Evidence of the active movement to protect children and end child labour can be seen in the large number of International Labour Organisation (ILO) policies and other legislation enacted over the past decade.
All this, however, has still not been enough to halt the exploitation of children in the Worst Forms of Child Labour (WFCL) category.
South Africa recognises three types of WFCL: the Commercial Sexual Exploitation of Children (CSEC), Children Used by Adults and other children to commit Crimes (CUBAC) and travelling long distances to fetch and carry water.
Another type of WFCL in SA is debt bondage. This means children work without compensation or freedom of movement in order to pay off alleged accumulated debts for food, shelter and transport.
All these forms of child labour are harmful to a child's physical, psychological, moral and social development. They are all also (save fetching water), incredibly difficult to track and monitor.
South Africa's Department of Labour (DoL) has over the years risen to the task of tackling these issues by making amendments to labour legislation to include the criminalisation of child labour and regulating work done by those 15 years of age and older.
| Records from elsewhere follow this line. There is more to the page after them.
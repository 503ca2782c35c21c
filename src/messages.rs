// Define message types for the UDP link

use serde::de::Error as _;
use serde::{Deserialize, Deserializer, Serialize};

/// Every datagram is a JSON object tagged by "type"
#[derive(Debug, Clone, Serialize, Deserialize)]
#[serde(tag = "type", rename_all = "snake_case")]
pub enum Envelope {
    Cmd(Cmd),
    Telemetry(Telemetry),
    // Anything else on the port is ignored, not counted as a parse error
    #[serde(other)]
    Unknown,
}

// Command from operator -> agent
// Fields missing from the datagram take their defaults
#[derive(Debug, Clone, Serialize, Deserialize, PartialEq)]
#[serde(default)]
pub struct Cmd {
    pub car_id: String,
    #[serde(deserialize_with = "lenient_seq")]
    pub seq: u64,
    pub t: f64,
    pub vx: f64,
    pub wz: f64,
    pub mode: String,
}

/// Senders are loose about seq: accept any non-negative number (truncated)
/// or an integer string
fn lenient_seq<'de, D: Deserializer<'de>>(deserializer: D) -> Result<u64, D::Error> {
    #[derive(Debug, Deserialize)]
    #[serde(untagged)]
    enum RawSeq {
        Int(u64),
        Float(f64),
        Text(String),
    }

    match RawSeq::deserialize(deserializer)? {
        RawSeq::Int(n) => Ok(n),
        RawSeq::Float(x) if x.is_finite() && x > -1.0 => Ok(x.trunc() as u64),
        RawSeq::Text(s) => s.trim().parse().map_err(D::Error::custom),
        other => Err(D::Error::custom(format!("invalid seq {other:?}"))),
    }
}

impl Default for Cmd {
    fn default() -> Self {
        Self {
            car_id: String::new(),
            seq: 0,
            t: 0.0,
            vx: 0.0,
            wz: 0.0,
            mode: "auto".to_string(),
        }
    }
}

impl Cmd {
    /// Whether a command addressed to `car_id` is meant for `ours`
    pub fn is_for(&self, ours: &str) -> bool {
        matches!(self.car_id.as_str(), "" | "broadcast") || self.car_id == ours
    }
}

// Telemetry from agent -> operator
#[derive(Debug, Clone, Serialize, Deserialize)]
pub struct Telemetry {
    pub car_id: String,
    pub t: f64,
    /// Sequence number of the last command received
    pub seq: u64,
    pub state: TelemetryState,
    pub health: Health,
}

#[derive(Debug, Clone, Serialize, Deserialize, Default)]
pub struct TelemetryState {
    pub vx: f64,
    pub vy: f64,
    pub vz: f64,
    pub ax: f64,
    pub ay: f64,
    pub az: f64,
    pub wx: f64,
    pub wy: f64,
    pub wz: f64,
    pub err: u8,
    pub uwb: Option<UwbTelemetry>,
}

#[derive(Debug, Clone, Serialize, Deserialize)]
pub struct UwbTelemetry {
    pub x: f64,
    pub y: f64,
    pub vx: f64,
    pub vy: f64,
    pub age_s: f64,
    pub err: u8,
    pub alive: bool,
}

/// Health block published with every telemetry packet
#[derive(Debug, Clone, Serialize, Deserialize)]
pub struct Health {
    pub alive: bool,
    pub cmd_rx_count: u64,
    pub cmd_parse_err: u64,
    pub cmd_stale: bool,
    pub mode: String,
}

/// Compact JSON encoding used on the wire
pub fn to_datagram(envelope: &Envelope) -> serde_json::Result<Vec<u8>> {
    serde_json::to_vec(envelope)
}

/// Decode one datagram. Objects without a string "type" are not for us and
/// come back as `Unknown`; anything that is not a JSON object is an error.
pub fn from_datagram(data: &[u8]) -> serde_json::Result<Envelope> {
    let value: serde_json::Value = serde_json::from_slice(data)?;
    let Some(object) = value.as_object() else {
        return Err(serde_json::Error::custom("datagram is not a JSON object"));
    };
    if !object.get("type").is_some_and(serde_json::Value::is_string) {
        return Ok(Envelope::Unknown);
    }
    serde_json::from_value(value)
}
However, the DoL's work has been limited to the formal economic sectors and does not necessarily deal with instances of the WFCL.
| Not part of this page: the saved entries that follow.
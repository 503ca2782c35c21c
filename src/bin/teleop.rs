// Keyboard teleop over UDP: W/S drive, A/D rotate, R/F speed, Q quit
use clap::Parser;
use crossterm::{
    event::{self, Event, KeyCode, KeyEvent, KeyEventKind},
    terminal::{disable_raw_mode, enable_raw_mode},
};
use std::time::{Duration, Instant};
use tokio::net::UdpSocket;
use tracing::info;

use car_agent::messages::{to_datagram, Cmd, Envelope};
use car_agent::unix_time;

const SPEEDS: [f64; 3] = [0.05, 0.15, 0.3]; // m/s
const TURN_SPEEDS: [f64; 3] = [0.15, 0.3, 0.6]; // rad/s
const INPUT_TIMEOUT: Duration = Duration::from_millis(100); // Zero velocities after this long with no input
const SEND_PERIOD: Duration = Duration::from_millis(20);

#[derive(Parser, Debug)]
#[command(name = "teleop", about = "Keyboard teleoperation for car-agent")]
struct Args {
    /// Agent command endpoint
    #[arg(long, default_value = "127.0.0.1:31001")]
    target: String,

    /// Car to address; empty reaches any agent
    #[arg(long, default_value = "")]
    car_id: String,
}

#[tokio::main]
async fn main() -> Result<(), Box<dyn std::error::Error + Send + Sync>> {
    tracing_subscriber::fmt().with_env_filter("info").init();
    let args = Args::parse();

    let socket = UdpSocket::bind("0.0.0.0:0").await?;
    socket.connect(&args.target).await?;
    info!("Sending commands to {}", args.target);

    info!("Controls: W/S=drive, A/D=rotate, R/F=speed, Q=quit");
    info!("Speed: LOW");

    enable_raw_mode()?;
    let result = run_teleop(&socket, &args.car_id).await;
    disable_raw_mode()?;

    result
}

async fn run_teleop(
    socket: &UdpSocket,
    car_id: &str,
) -> Result<(), Box<dyn std::error::Error + Send + Sync>> {
    let mut speed_idx: usize = 0;
    let mut seq: u64 = 0;

    // Persistent velocity state
    let mut vx = 0.0;
    let mut wz = 0.0;
    let mut last_movement_input = Instant::now();

    loop {
        // Poll for key at the send period (50Hz effective rate)
        if event::poll(SEND_PERIOD)? {
            if let Event::Key(KeyEvent { code, kind, .. }) = event::read()? {
                let pressed = kind == KeyEventKind::Press || kind == KeyEventKind::Repeat;

                match code {
                    KeyCode::Char('w') if pressed => {
                        vx = SPEEDS[speed_idx];
                        last_movement_input = Instant::now();
                    }
                    KeyCode::Char('s') if pressed => {
                        vx = -SPEEDS[speed_idx];
                        last_movement_input = Instant::now();
                    }
                    KeyCode::Char('a') if pressed => {
                        wz = TURN_SPEEDS[speed_idx];
                        last_movement_input = Instant::now();
                    }
                    KeyCode::Char('d') if pressed => {
                        wz = -TURN_SPEEDS[speed_idx];
                        last_movement_input = Instant::now();
                    }

                    // Speed control
                    KeyCode::Char('r') if pressed => {
                        speed_idx = (speed_idx + 1).min(2);
                        print_speed(speed_idx);
                    }
                    KeyCode::Char('f') if pressed => {
                        speed_idx = speed_idx.saturating_sub(1);
                        print_speed(speed_idx);
                    }

                    KeyCode::Char('q') | KeyCode::Esc if pressed => break,

                    _ => {}
                }
            }
        }

        if last_movement_input.elapsed() > INPUT_TIMEOUT {
            vx = 0.0;
            wz = 0.0;
        }

        seq += 1;
        let cmd = Envelope::Cmd(Cmd {
            car_id: car_id.to_string(),
            seq,
            t: unix_time(),
            vx,
            wz,
            mode: "manual".to_string(),
        });
        socket.send(&to_datagram(&cmd)?).await?;
    }

    Ok(())
}

fn print_speed(idx: usize) {
    let label = ["LOW", "MED", "HIGH"][idx];
    info!("Speed: {}", label);
}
This role should fall under the Department of Social Development, which currently has a deficit of thousands of social workers nationally. Worse, there are few shelters to accommodate adolescent victims of exploitation and trafficking, especially older children who have been sexually trafficked, as well as those who are transgendered, HIV positive or drug users.
There are many gaps but one of the worst is the widespread lack of knowledge and understanding of child labour and that it is a crime. Many see it as a foreign idea, something which is not an issue in South Africa.
Those who need to join the fight and raise awareness are not limited to government, police and civil society. We all have a role to play in ending child labour.
But this is easier said than done. There are currently few recent national statistics concerning child labour, let alone its worst forms.
Back in 1999 Statistics South Africa conducted a household Survey of the Activities of Young People (SAYP). It found that out of 14.4 million children between five and 17 years, more than 3.3 million were working in commercial agriculture, subsistence farming, manufacturing, construction, trade, transport, informal finance and services (which includes domestic work).
Of this total, 247 900 children were found to be in the WFCL. But this figure is considered by many to be a gross underestimation of the actual number of children involved in exploitative labour because the survey was limited to children within households and did not include the large number of children who live and work on the streets. This includes thousands of young girls forced into sex work.
It is these most vulnerable children who often fall prey to exploitation.
This lack of statistics does not mean the problem has decreased. And despite the huge numbers of affected children, there are few organisations in South Africa that deal specifically with child labour and little funding is available.
This is partly due to the fact that when the Millennium Development Goals (MDGs) were drawn up, child labour was overlooked. However, it directly impacts several of the MDGs, including in the quest for universal primary education.
The hours children spend daily travelling long distances to fetch water in rural areas means this goal will not be achieved until child labour issues are addressed.
A 2006 Human Sciences Research Council study found that children as young as five are walking as far as 3.7 kilometres every day which means they get to school late or are unable to attend altogether. One girl child interviewed said: "Sometimes you are so late that you find yourself coming to school without washing. We girls are not comfortable at all coming to school without washing."
Policies and legislation in most spheres need to begin addressing these issues with the seriousness they deserve. We need to pressure governments (and one another) to better understand the problem of child labour. South Africa can't continue leaving these forgotten children behind.
- Doreen Gaura is the Anti Child Labour Programme Coordinator at Activists Networking Against the Exploitation of Children. This article is part of the Gender Links Opinion and Commentary Service.